Mientras que la mayoría de los programas
televisivos de CF tienden hacia lo espectacular, “Black Mirror” se centra en
las rutinas diarias de sus protagonistas, rutinas que sólo se diferencian de
las actuales de cualquier ciudadano en el grado preciso para satisfacer el
propósito satírico y narrativo de la historia y cuya alteración consiste en
algún tipo de verosímil avance tecnológico. Sin embargo, la responsabilidad
última de las consecuencias derivadas de esa innovación técnica recae sobre
nosotros, los humanos que la creamos, aceptamos y utilizamos con una lamentable
exhibición de arrogante estupidez. Mucha de la mejor y más incisiva CF satírica
(que puede o no tener un tono humorístico) está asentada en realidades y
verdades reconocibles en el presente. Y “Black Mirror” milita en la primera
división de este subgénero.
La serie fue creada por el incisivo crítico
televisivo de la BBC Charlie Brooker, que previamente había utilizado su
mordacidad y afilada mirada como guionista de la miniserie “Dead Set: Muerte en
Directo” (2008), una mezcla de “Gran Hermano” y película de zombis. Como ya
demostró tanto en esta producción y en la serie “How TV Ruined Your Life” (2011), Brooker destacaba especialmente
cuando planteaba las formas en que la degradación de los medios de comunicación
(en cualquier formato, desde la televisión hasta las redes sociales) pueden
empujarnos sin darnos cuenta a una info-distopía repleta de minas preparadas
para estallar y reventar nuestras vidas individuales. Y eso es lo que pretendió
ser esta serie: un “espejo negro” de la sociedad moderna. Y vaya si lo
consiguió porque diez años después, sus premisas e historias siguen siendo
–para nuestra desgracia- tan relevantes y posibles como entonces.

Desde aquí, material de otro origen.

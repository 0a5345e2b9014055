//! Board-level facade: one Merlin2b canceller plus two downmixers.
//!
//! The board owns the chip drivers and exposes the combined bring-up and
//! tuning surface an adaptation loop works against. Chip-level failures
//! are wrapped with which-device context on the way up.

use crate::hardware::ltc5594::{Demodulator, LoFreq};
use crate::hardware::merlin2b::{Merlin2b, NUM_CHANNELS};
use crate::interface::{GpioPin, SpiPort};
use anyhow::{Context, Result};
use merlin2_globals::range::Range;
use merlin2_globals::weights::Weights;
use merlin2_globals::{Bandwidth, Error, IqOffset};

pub struct Merlin2<Spi, Gpio, Dm> {
    pub ic: Merlin2b<Spi, Gpio>,
    pub downmixers: [Dm; NUM_CHANNELS],
}

impl<Spi, Gpio, Dm> Merlin2<Spi, Gpio, Dm>
where
    Spi: SpiPort,
    Gpio: GpioPin,
    Dm: Demodulator,
{
    pub fn new(ic: Merlin2b<Spi, Gpio>, downmixers: [Dm; NUM_CHANNELS]) -> Self {
        Self { ic, downmixers }
    }

    /// Resets and probes every IC on the board.
    pub fn init(&mut self) -> Result<()> {
        self.ic.init().context("failed to initialize canceller")?;
        for (index, dm) in self.downmixers.iter_mut().enumerate() {
            dm.regs()
                .init()
                .with_context(|| format!("failed to initialize downmixer {index}"))?;
        }
        Ok(())
    }

    pub fn reset(&mut self) -> Result<()> {
        self.ic.reset()?;
        for dm in &mut self.downmixers {
            dm.regs().reset()?;
        }
        Ok(())
    }

    /// Tests SPI communication to all ICs.
    pub fn probe(&mut self) -> Result<bool> {
        if !self.ic.probe()? {
            return Ok(false);
        }
        for dm in &mut self.downmixers {
            if !dm.regs().probe()? {
                return Ok(false);
            }
        }
        Ok(true)
    }

    /// Brings up the canceller signal path and matches both downmixer LO
    /// ports to the operating frequency.
    pub fn setup(
        &mut self,
        num_inputs: usize,
        num_outputs: usize,
        bandwidth: Bandwidth,
        lo_freq: LoFreq,
        chain: bool,
    ) -> Result<()> {
        self.ic
            .setup(num_inputs, num_outputs, bandwidth, chain)
            .context("failed to set up canceller")?;
        for (index, dm) in self.downmixers.iter_mut().enumerate() {
            dm.regs()
                .setup(lo_freq)
                .with_context(|| format!("failed to set up downmixer {index}"))?;
        }
        Ok(())
    }

    /// Latches written weights into the active filter.
    pub fn apply(&mut self) -> Result<()> {
        Ok(self.ic.apply()?)
    }

    pub fn set_weights(&mut self, weights: &Weights, apply: bool) -> Result<Weights> {
        Ok(self.ic.set_weights(weights, apply)?)
    }

    pub fn get_weights(&mut self) -> Result<Weights> {
        Ok(self.ic.get_weights()?)
    }

    pub fn clear_weights(&mut self, apply: bool) -> Result<Weights> {
        Ok(self.ic.clear_weights(apply)?)
    }

    pub fn set_vga_gain(&mut self, gain: f64, input: Option<usize>) -> Result<()> {
        Ok(self.ic.set_vga_gain(gain, input)?)
    }

    pub fn get_vga_gain(&mut self, input: usize) -> Result<f64> {
        Ok(self.ic.get_vga_gain(input)?)
    }

    pub fn vga_gain_table(&self) -> [f64; 8] {
        Merlin2b::<Spi, Gpio>::vga_gain_table()
    }

    pub fn set_gain_profile(&mut self, gains: &[f64]) -> Result<()> {
        Ok(self.ic.set_gain_profile(gains)?)
    }

    pub fn get_gain_profile(&mut self) -> Result<Vec<f64>> {
        Ok(self.ic.get_gain_profile()?)
    }

    pub fn set_input_dc_offset(
        &mut self,
        offset: IqOffset,
        input: Option<usize>,
    ) -> Result<IqOffset> {
        Ok(self.ic.set_input_dc_offset(offset, input)?)
    }

    pub fn get_input_dc_offset(&mut self, input: usize) -> Result<IqOffset> {
        Ok(self.ic.get_input_dc_offset(input)?)
    }

    pub fn set_output_dc_offset(
        &mut self,
        offset: IqOffset,
        output: Option<usize>,
    ) -> Result<IqOffset> {
        Ok(self.ic.set_output_dc_offset(offset, output)?)
    }

    pub fn get_output_dc_offset(&mut self, output: usize) -> Result<IqOffset> {
        Ok(self.ic.get_output_dc_offset(output)?)
    }

    pub fn set_downmixer_gain(&mut self, gain: f64, input: Option<usize>) -> Result<()> {
        for dm in self.selected(input)? {
            dm.regs().set_vga_gain(gain)?;
        }
        Ok(())
    }

    pub fn get_downmixer_gain(&mut self, input: usize) -> Result<f64> {
        Ok(self.downmixer(input)?.regs().vga_gain()?)
    }

    pub fn downmixer_gain_range(&self) -> Range {
        Range::new(8.0, 15.0, 1.0)
    }

    /// IQ imbalance correction: 6-bit gain trim and 9-bit phase trim.
    pub fn set_downmixer_iq_correction(
        &mut self,
        gain: u8,
        phase: u16,
        input: Option<usize>,
    ) -> Result<()> {
        for dm in self.selected(input)? {
            dm.regs().set_iq_gain_trim(gain)?;
            dm.regs().set_iq_phase_trim(phase)?;
        }
        Ok(())
    }

    pub fn get_downmixer_iq_correction(&mut self, input: usize) -> Result<(u8, u16)> {
        let regs = self.downmixer(input)?.regs();
        Ok((regs.iq_gain_trim()?, regs.iq_phase_trim()?))
    }

    pub fn set_downmixer_im2_correction(
        &mut self,
        i: u8,
        q: u8,
        input: Option<usize>,
    ) -> Result<()> {
        for dm in self.selected(input)? {
            dm.regs().set_im2_trim(i, q)?;
        }
        Ok(())
    }

    pub fn get_downmixer_im2_correction(&mut self, input: usize) -> Result<(u8, u8)> {
        Ok(self.downmixer(input)?.regs().im2_trim()?)
    }

    /// Normalized DC offset over the raw offset DAC bytes. Returns the
    /// offset as quantized by the 8-bit registers.
    pub fn set_downmixer_dc_offset(
        &mut self,
        offset: IqOffset,
        input: Option<usize>,
    ) -> Result<IqOffset> {
        if offset.i.abs() > 1.0 || offset.q.abs() > 1.0 {
            return Err(Error::OutOfRange("dc offset components must lie in [-1, +1]").into());
        }
        let i_word = ((offset.i + 1.0) * 128.0).round().clamp(0.0, 255.0) as u8;
        let q_word = ((offset.q + 1.0) * 128.0).round().clamp(0.0, 255.0) as u8;
        for dm in self.selected(input)? {
            dm.regs().set_dc_offset(i_word, q_word)?;
        }
        self.get_downmixer_dc_offset(input.unwrap_or(NUM_CHANNELS - 1))
    }

    pub fn get_downmixer_dc_offset(&mut self, input: usize) -> Result<IqOffset> {
        let (i_word, q_word) = self.downmixer(input)?.regs().dc_offset()?;
        Ok(IqOffset::new(
            i_word as f64 / 128.0 - 1.0,
            q_word as f64 / 128.0 - 1.0,
        ))
    }

    fn downmixer(&mut self, input: usize) -> Result<&mut Dm> {
        self.downmixers
            .get_mut(input)
            .ok_or_else(|| Error::Argument("downmixer index must be 0 or 1").into())
    }

    fn selected(&mut self, input: Option<usize>) -> Result<&mut [Dm]> {
        match input {
            Some(index) => Ok(std::slice::from_mut(self.downmixer(index)?)),
            None => Ok(&mut self.downmixers),
        }
    }
}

La primera temporada consta de tres episodios
ambientados en otros tantos futuros, unos más cercanos y otros más distantes en
el tiempo. Las historias nos presentan situaciones en las que las nuevas
tecnologías se han integrado por completo en la vida de todos los ciudadanos, a
menudo causando serias disrupciones. Lo que hace tan interesante la serie es su
gran realismo psicológico. Puede que esos futuros rocen a veces lo fantástico,
pero la mezquindad, el egocentrismo y la honestidad mal entendida y canalizada
de sus personajes son dolorosamente reales y actuales.
El primer episodio (ATENCIÓN: SPOILERS EN LO
SUCESIVO) es “El Himno Nacional”, un drama que podría tener lugar mañana mismo.
Inglaterra está pendiente de los preparativos nupciales de la joven Susannah
(Lydia Wilson), la Princesa de Facebook, una especie de nueva Diana de Gales
que, como nos informan los programas de televisión, fue el primer miembro de la
realeza en aceptar una propuesta matrimonial via Facebook. El primer ministro
británico Michael Callow (Rory Kinnear) es despertado de madrugada por su
equipo para mostrarle un vídeo que ha hecho público el secuestrador y que exige
como condición para la liberación de la muchacha que, en el plazo de unas
cuantas horas, el político mantenga sexo televisado en directo con un cerdo,
siguiendo además unas instrucciones muy concretas para impedir cualquier tipo
de posible trucaje. Si no se llevan a cabo sus demandas, asegura que la
asesinará, un crimen que puede también acabar subido a las redes sociales.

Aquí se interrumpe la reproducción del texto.